▶ Work order: Restate the last part of the records below word for word, beginning at the line with "let _b = pool.acquire();" and ending at the final line.

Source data
=-=-=-=-=
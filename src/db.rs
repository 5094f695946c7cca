// Copyright 2024 The vev developers
//
// Licensed under the Apache License, Version 2.0 (the "License");
// you may not use this file except in compliance with the License.
// You may obtain a copy of the License at
//
//     http://www.apache.org/licenses/LICENSE-2.0
//
// Unless required by applicable law or agreed to in writing, software
// distributed under the License is distributed on an "AS IS" BASIS,
// WITHOUT WARRANTIES OR CONDITIONS OF ANY KIND, either express or implied.
// See the License for the specific language governing permissions and
// limitations under the License.

//! Fixed-size pool of SQLite sessions and the login/register queries.
//!
//! Sessions are opened up front and handed out through a scoped leaser that
//! returns them on every exit path. `acquire` blocks without timeout when
//! the pool is empty; workers are the only callers, so the reactor thread
//! never waits here.

use std::ops::Deref;
use std::path::Path;
use std::sync::{Condvar, Mutex, PoisonError};
use std::time::Duration;

use rusqlite::{params, Connection, OptionalExtension};
use tracing::warn;

const BUSY_TIMEOUT: Duration = Duration::from_secs(5);

const SCHEMA: &str = "CREATE TABLE IF NOT EXISTS user (
    username TEXT PRIMARY KEY,
    password TEXT NOT NULL
)";

/// Pool of pre-opened SQLite sessions gated by a condition variable.
#[derive(Debug)]
pub struct DbPool {
    idle: Mutex<Vec<Connection>>,
    available: Condvar,
}

impl DbPool {
    /// Opens `size` sessions against the database at `path`, creating the
    /// `user` table when absent. WAL mode lets the sessions read
    /// concurrently.
    pub fn new(path: &Path, size: usize) -> Result<Self, rusqlite::Error> {
        assert!(size > 0);
        let mut idle = Vec::with_capacity(size);
        for i in 0..size {
            let conn = Connection::open(path)?;
            conn.busy_timeout(BUSY_TIMEOUT)?;
            conn.pragma_update(None, "journal_mode", "WAL")?;
            if i == 0 {
                conn.execute_batch(SCHEMA)?;
            }
            idle.push(conn);
        }
        Ok(Self {
            idle: Mutex::new(idle),
            available: Condvar::new(),
        })
    }

    /// Leases a session, blocking until one is idle.
    pub fn acquire(&self) -> PooledConn<'_> {
        let mut idle = self.idle.lock().unwrap_or_else(PoisonError::into_inner);
        let conn = loop {
            match idle.pop() {
                Some(conn) => break conn,
                None => {
                    idle = self
                        .available
                        .wait(idle)
                        .unwrap_or_else(PoisonError::into_inner);
                }
            }
        };
        PooledConn {
            pool: self,
            conn: Some(conn),
        }
    }

    /// Idle session count.
    pub fn available(&self) -> usize {
        self.idle
            .lock()
            .unwrap_or_else(PoisonError::into_inner)
            .len()
    }

    /// Drops every idle session. Leased sessions close when their leaser
    /// returns them to a pool that is simply never drained again.
    pub fn close(&self) {
        self.idle
            .lock()
            .unwrap_or_else(PoisonError::into_inner)
            .clear();
    }

    fn release(&self, conn: Connection) {
        self.idle
            .lock()
            .unwrap_or_else(PoisonError::into_inner)
            .push(conn);
        self.available.notify_one();
    }

    /// Checks credentials for login, or claims them for registration.
    ///
    /// Login succeeds when the stored password matches; registration
    /// succeeds when the username is unclaimed, inserting the new row.
    /// Statements are parameterized; inputs are never spliced into SQL.
    pub fn verify(
        &self,
        username: &str,
        password: &str,
        is_login: bool,
    ) -> Result<bool, rusqlite::Error> {
        let conn = self.acquire();
        let stored: Option<String> = conn
            .query_row(
                "SELECT password FROM user WHERE username = ?1 LIMIT 1",
                params![username],
                |row| row.get(0),
            )
            .optional()?;
        let ok = match (is_login, stored) {
            (true, Some(stored)) => stored == password,
            (true, None) => false,
            (false, Some(_)) => {
                warn!(username, "registration rejected: username taken");
                false
            }
            (false, None) => {
                conn.execute(
                    "INSERT INTO user (username, password) VALUES (?1, ?2)",
                    params![username, password],
                )?;
                true
            }
        };
        Ok(ok)
    }
}

/// Scoped session lease; the session goes back to the pool on drop.
#[derive(Debug)]
pub struct PooledConn<'a> {
    pool: &'a DbPool,
    conn: Option<Connection>,
}

impl Deref for PooledConn<'_> {
    type Target = Connection;

    fn deref(&self) -> &Self::Target {
        self.conn.as_ref().expect("connection present until drop")
    }
}

impl Drop for PooledConn<'_> {
    fn drop(&mut self) {
        if let Some(conn) = self.conn.take() {
            self.pool.release(conn);
        }
    }
}

#[cfg(test)]
mod test {
    use super::DbPool;
    use std::sync::Arc;
    use std::thread;
    use std::time::Duration;

    use tempfile::TempDir;

    fn pool(size: usize) -> (TempDir, DbPool) {
        let dir = TempDir::new().unwrap();
        let pool = DbPool::new(&dir.path().join("users.db"), size).unwrap();
        (dir, pool)
    }

    #[test]
    fn register_then_login() {
        let (_dir, pool) = pool(2);
        assert!(pool.verify("alice", "secret", false).unwrap());
        assert!(pool.verify("alice", "secret", true).unwrap());
    }

    #[test]
    fn wrong_password_is_rejected() {
        let (_dir, pool) = pool(2);
        assert!(pool.verify("bob", "right", false).unwrap());
        assert!(!pool.verify("bob", "wrong", true).unwrap());
    }

    #[test]
    fn login_for_unknown_user_fails() {
        let (_dir, pool) = pool(1);
        assert!(!pool.verify("nobody", "pw", true).unwrap());
    }

    #[test]
    fn duplicate_registration_is_rejected() {
        let (_dir, pool) = pool(2);
        assert!(pool.verify("carol", "one", false).unwrap());
        assert!(!pool.verify("carol", "two", false).unwrap());
        // The original password still wins.
        assert!(pool.verify("carol", "one", true).unwrap());
    }

    #[test]
    fn lease_returns_on_drop() {
        let (_dir, pool) = pool(2);
        assert_eq!(2, pool.available());
        {
            let _a = pool.acquire();
            let _b = pool.acquire();
            assert_eq!(0, pool.available());
        }
        assert_eq!(2, pool.available());
    }

    #[test]
    fn acquire_blocks_until_a_session_returns() {
        let (_dir, pool) = pool(1);
        let pool = Arc::new(pool);
        let lease = pool.acquire();
        let contender = {
            let pool = pool.clone();
            thread::spawn(move || {
                let _lease = pool.acquire();
            })
        };
        thread::sleep(Duration::from_millis(50));
        assert!(!contender.is_finished());
        drop(lease);
        contender.join().unwrap();
    }
}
=-=-=-=-=
▶ Task answer:
            let _b = pool.acquire();
            assert_eq!(0, pool.available());
        }
        assert_eq!(2, pool.available());
    }

    #[test]
    fn acquire_blocks_until_a_session_returns() {
        let (_dir, pool) = pool(1);
        let pool = Arc::new(pool);
        let lease = pool.acquire();
        let contender = {
            let pool = pool.clone();
            thread::spawn(move || {
                let _lease = pool.acquire();
            })
        };
        thread::sleep(Duration::from_millis(50));
        assert!(!contender.is_finished());
        drop(lease);
        contender.join().unwrap();
    }
}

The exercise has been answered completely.